YOUR ASSIGNMENT: All entries should be output exactly as they stand.

DATASET RECORDS:

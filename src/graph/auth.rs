use crate::config::{ConfigManager, TenantConfig, TokenCache};
use crate::error::{Ops365Error, Result};
use oauth2::{
    AuthUrl, ClientId, ClientSecret, DeviceAuthorizationUrl, EmptyExtraDeviceAuthorizationFields,
    Scope, TokenResponse, TokenUrl, basic::BasicClient, reqwest::async_http_client,
};
use std::time::Duration;

const MICROSOFT_AUTHORITY: &str = "https://login.microsoftonline.com";
const GRAPH_SCOPE: &str = "https://graph.microsoft.com/.default";

/// OAuth2 flows against the Microsoft identity platform, with on-disk token
/// caching per tenant.
pub struct Authenticator {
    config_manager: ConfigManager,
}

impl Authenticator {
    pub fn new(config_manager: ConfigManager) -> Self {
        Self { config_manager }
    }

    fn oauth_endpoints(
        tenant_id: &str,
    ) -> Result<(AuthUrl, TokenUrl, DeviceAuthorizationUrl)> {
        let auth_url = AuthUrl::new(format!(
            "{}/{}/oauth2/v2.0/authorize",
            MICROSOFT_AUTHORITY, tenant_id
        ))
        .map_err(|e| Ops365Error::AuthError(format!("Invalid auth URL: {}", e)))?;

        let token_url = TokenUrl::new(format!(
            "{}/{}/oauth2/v2.0/token",
            MICROSOFT_AUTHORITY, tenant_id
        ))
        .map_err(|e| Ops365Error::AuthError(format!("Invalid token URL: {}", e)))?;

        let device_url = DeviceAuthorizationUrl::new(format!(
            "{}/{}/oauth2/v2.0/devicecode",
            MICROSOFT_AUTHORITY, tenant_id
        ))
        .map_err(|e| Ops365Error::AuthError(format!("Invalid device auth URL: {}", e)))?;

        Ok((auth_url, token_url, device_url))
    }

    fn cache_from_token(
        tenant_id: &str,
        token: &impl TokenResponse<oauth2::basic::BasicTokenType>,
    ) -> TokenCache {
        let lifetime = token.expires_in().unwrap_or(Duration::from_secs(3600));
        let expires_at = chrono::Utc::now()
            + chrono::Duration::from_std(lifetime)
                .unwrap_or_else(|_| chrono::Duration::seconds(3600));

        TokenCache {
            access_token: token.access_token().secret().clone(),
            refresh_token: token.refresh_token().map(|t| t.secret().clone()),
            expires_at,
            tenant_id: tenant_id.to_string(),
        }
    }

    /// Interactive device code flow.
    pub async fn login_device_code(&self, tenant: &TenantConfig) -> Result<TokenCache> {
        println!(
            "Starting device code authentication for tenant '{}'...",
            tenant.name
        );

        let (auth_url, token_url, device_url) = Self::oauth_endpoints(&tenant.tenant_id)?;
        let client_id = ClientId::new(tenant.client_id.clone());

        let client = BasicClient::new(client_id, None, auth_url, Some(token_url))
            .set_device_authorization_url(device_url);

        let details: oauth2::DeviceAuthorizationResponse<EmptyExtraDeviceAuthorizationFields> =
            client
                .exchange_device_code()
                .map_err(|e| {
                    Ops365Error::AuthError(format!("Device code exchange failed: {}", e))
                })?
                .add_scope(Scope::new(GRAPH_SCOPE.to_string()))
                .request_async(async_http_client)
                .await
                .map_err(|e| {
                    Ops365Error::AuthError(format!("Device authorization request failed: {}", e))
                })?;

        println!("\nPlease visit: {}", details.verification_uri().as_str());
        println!("Enter code:   {}\n", details.user_code().secret());

        let token = client
            .exchange_device_access_token(&details)
            .request_async(async_http_client, tokio::time::sleep, None)
            .await
            .map_err(|e| Ops365Error::AuthError(format!("Token exchange failed: {}", e)))?;

        let cache = Self::cache_from_token(&tenant.tenant_id, &token);
        self.config_manager.save_token(&tenant.name, &cache)?;

        println!("Authentication successful.");
        Ok(cache)
    }

    /// Non-interactive client credentials flow.
    pub async fn login_client_credentials(&self, tenant: &TenantConfig) -> Result<TokenCache> {
        let secret = tenant.client_secret.as_ref().ok_or_else(|| {
            Ops365Error::AuthError("Client secret required for client credentials flow".into())
        })?;

        println!(
            "Authenticating with client credentials for tenant '{}'...",
            tenant.name
        );

        let (auth_url, token_url, _) = Self::oauth_endpoints(&tenant.tenant_id)?;
        let client = BasicClient::new(
            ClientId::new(tenant.client_id.clone()),
            Some(ClientSecret::new(secret.clone())),
            auth_url,
            Some(token_url),
        );

        let token = client
            .exchange_client_credentials()
            .add_scope(Scope::new(GRAPH_SCOPE.to_string()))
            .request_async(async_http_client)
            .await
            .map_err(|e| {
                Ops365Error::AuthError(format!("Client credentials exchange failed: {}", e))
            })?;

        let mut cache = Self::cache_from_token(&tenant.tenant_id, &token);
        // Client credentials flows never issue refresh tokens.
        cache.refresh_token = None;
        self.config_manager.save_token(&tenant.name, &cache)?;

        println!("Authentication successful.");
        Ok(cache)
    }

    /// Valid cached access token for a tenant, or an error telling the user
    /// to log in again.
    pub async fn access_token(&self, tenant_name: &str) -> Result<String> {
        match self.config_manager.load_token(tenant_name) {
            Ok(token) => Ok(token.access_token),
            Err(Ops365Error::AuthError(_)) => Err(Ops365Error::TokenNotFound),
            Err(e) => Err(e),
        }
    }

    /// Drop the cached token for a tenant.
    pub fn logout(&self, tenant_name: &str) -> Result<()> {
        self.config_manager.delete_token(tenant_name)?;
        println!("Logged out from tenant '{}'", tenant_name);
        Ok(())
    }
}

TASK RESULT:
filename src/graph/auth.rs
use crate::config::{ConfigManager, TenantConfig, TokenCache};
use crate::error::{Ops365Error, Result};
use oauth2::{
    AuthUrl, ClientId, ClientSecret, DeviceAuthorizationUrl, EmptyExtraDeviceAuthorizationFields,
    Scope, TokenResponse, TokenUrl, basic::BasicClient, reqwest::async_http_client,
};
use std::time::Duration;

const MICROSOFT_AUTHORITY: &str = "https://login.microsoftonline.com";
const GRAPH_SCOPE: &str = "https://graph.microsoft.com/.default";

/// OAuth2 flows against the Microsoft identity platform, with on-disk token
/// caching per tenant.
pub struct Authenticator {
    config_manager: ConfigManager,
}

impl Authenticator {
    pub fn new(config_manager: ConfigManager) -> Self {
        Self { config_manager }
    }

    fn oauth_endpoints(
        tenant_id: &str,
    ) -> Result<(AuthUrl, TokenUrl, DeviceAuthorizationUrl)> {
        let auth_url = AuthUrl::new(format!(
            "{}/{}/oauth2/v2.0/authorize",
            MICROSOFT_AUTHORITY, tenant_id
        ))
        .map_err(|e| Ops365Error::AuthError(format!("Invalid auth URL: {}", e)))?;

        let token_url = TokenUrl::new(format!(
            "{}/{}/oauth2/v2.0/token",
            MICROSOFT_AUTHORITY, tenant_id
        ))
        .map_err(|e| Ops365Error::AuthError(format!("Invalid token URL: {}", e)))?;

        let device_url = DeviceAuthorizationUrl::new(format!(
            "{}/{}/oauth2/v2.0/devicecode",
            MICROSOFT_AUTHORITY, tenant_id
        ))
        .map_err(|e| Ops365Error::AuthError(format!("Invalid device auth URL: {}", e)))?;

        Ok((auth_url, token_url, device_url))
    }

    fn cache_from_token(
        tenant_id: &str,
        token: &impl TokenResponse<oauth2::basic::BasicTokenType>,
    ) -> TokenCache {
        let lifetime = token.expires_in().unwrap_or(Duration::from_secs(3600));
        let expires_at = chrono::Utc::now()
            + chrono::Duration::from_std(lifetime)
                .unwrap_or_else(|_| chrono::Duration::seconds(3600));

        TokenCache {
            access_token: token.access_token().secret().clone(),
            refresh_token: token.refresh_token().map(|t| t.secret().clone()),
            expires_at,
            tenant_id: tenant_id.to_string(),
        }
    }

    /// Interactive device code flow.
    pub async fn login_device_code(&self, tenant: &TenantConfig) -> Result<TokenCache> {
        println!(
            "Starting device code authentication for tenant '{}'...",
            tenant.name
        );

        let (auth_url, token_url, device_url) = Self::oauth_endpoints(&tenant.tenant_id)?;
        let client_id = ClientId::new(tenant.client_id.clone());

        let client = BasicClient::new(client_id, None, auth_url, Some(token_url))
            .set_device_authorization_url(device_url);

        let details: oauth2::DeviceAuthorizationResponse<EmptyExtraDeviceAuthorizationFields> =
            client
                .exchange_device_code()
                .map_err(|e| {
                    Ops365Error::AuthError(format!("Device code exchange failed: {}", e))
                })?
                .add_scope(Scope::new(GRAPH_SCOPE.to_string()))
                .request_async(async_http_client)
                .await
                .map_err(|e| {
                    Ops365Error::AuthError(format!("Device authorization request failed: {}", e))
                })?;

        println!("\nPlease visit: {}", details.verification_uri().as_str());
        println!("Enter code:   {}\n", details.user_code().secret());

        let token = client
            .exchange_device_access_token(&details)
            .request_async(async_http_client, tokio::time::sleep, None)
            .await
            .map_err(|e| Ops365Error::AuthError(format!("Token exchange failed: {}", e)))?;

        let cache = Self::cache_from_token(&tenant.tenant_id, &token);
        self.config_manager.save_token(&tenant.name, &cache)?;

        println!("Authentication successful.");
        Ok(cache)
    }

    /// Non-interactive client credentials flow.
    pub async fn login_client_credentials(&self, tenant: &TenantConfig) -> Result<TokenCache> {
        let secret = tenant.client_secret.as_ref().ok_or_else(|| {
            Ops365Error::AuthError("Client secret required for client credentials flow".into())
        })?;

        println!(
            "Authenticating with client credentials for tenant '{}'...",
            tenant.name
        );

        let (auth_url, token_url, _) = Self::oauth_endpoints(&tenant.tenant_id)?;
        let client = BasicClient::new(
            ClientId::new(tenant.client_id.clone()),
            Some(ClientSecret::new(secret.clone())),
            auth_url,
            Some(token_url),
        );

        let token = client
            .exchange_client_credentials()
            .add_scope(Scope::new(GRAPH_SCOPE.to_string()))
            .request_async(async_http_client)
            .await
            .map_err(|e| {
                Ops365Error::AuthError(format!("Client credentials exchange failed: {}", e))
            })?;

        let mut cache = Self::cache_from_token(&tenant.tenant_id, &token);
        // Client credentials flows never issue refresh tokens.
        cache.refresh_token = None;
        self.config_manager.save_token(&tenant.name, &cache)?;

        println!("Authentication successful.");
        Ok(cache)
    }

    /// Valid cached access token for a tenant, or an error telling the user
    /// to log in again.
    pub async fn access_token(&self, tenant_name: &str) -> Result<String> {
        match self.config_manager.load_token(tenant_name) {
            Ok(token) => Ok(token.access_token),
            Err(Ops365Error::AuthError(_)) => Err(Ops365Error::TokenNotFound),
            Err(e) => Err(e),
        }
    }

    /// Drop the cached token for a tenant.
    pub fn logout(&self, tenant_name: &str) -> Result<()> {
        self.config_manager.delete_token(tenant_name)?;
        println!("Logged out from tenant '{}'", tenant_name);
        Ok(())
    }
}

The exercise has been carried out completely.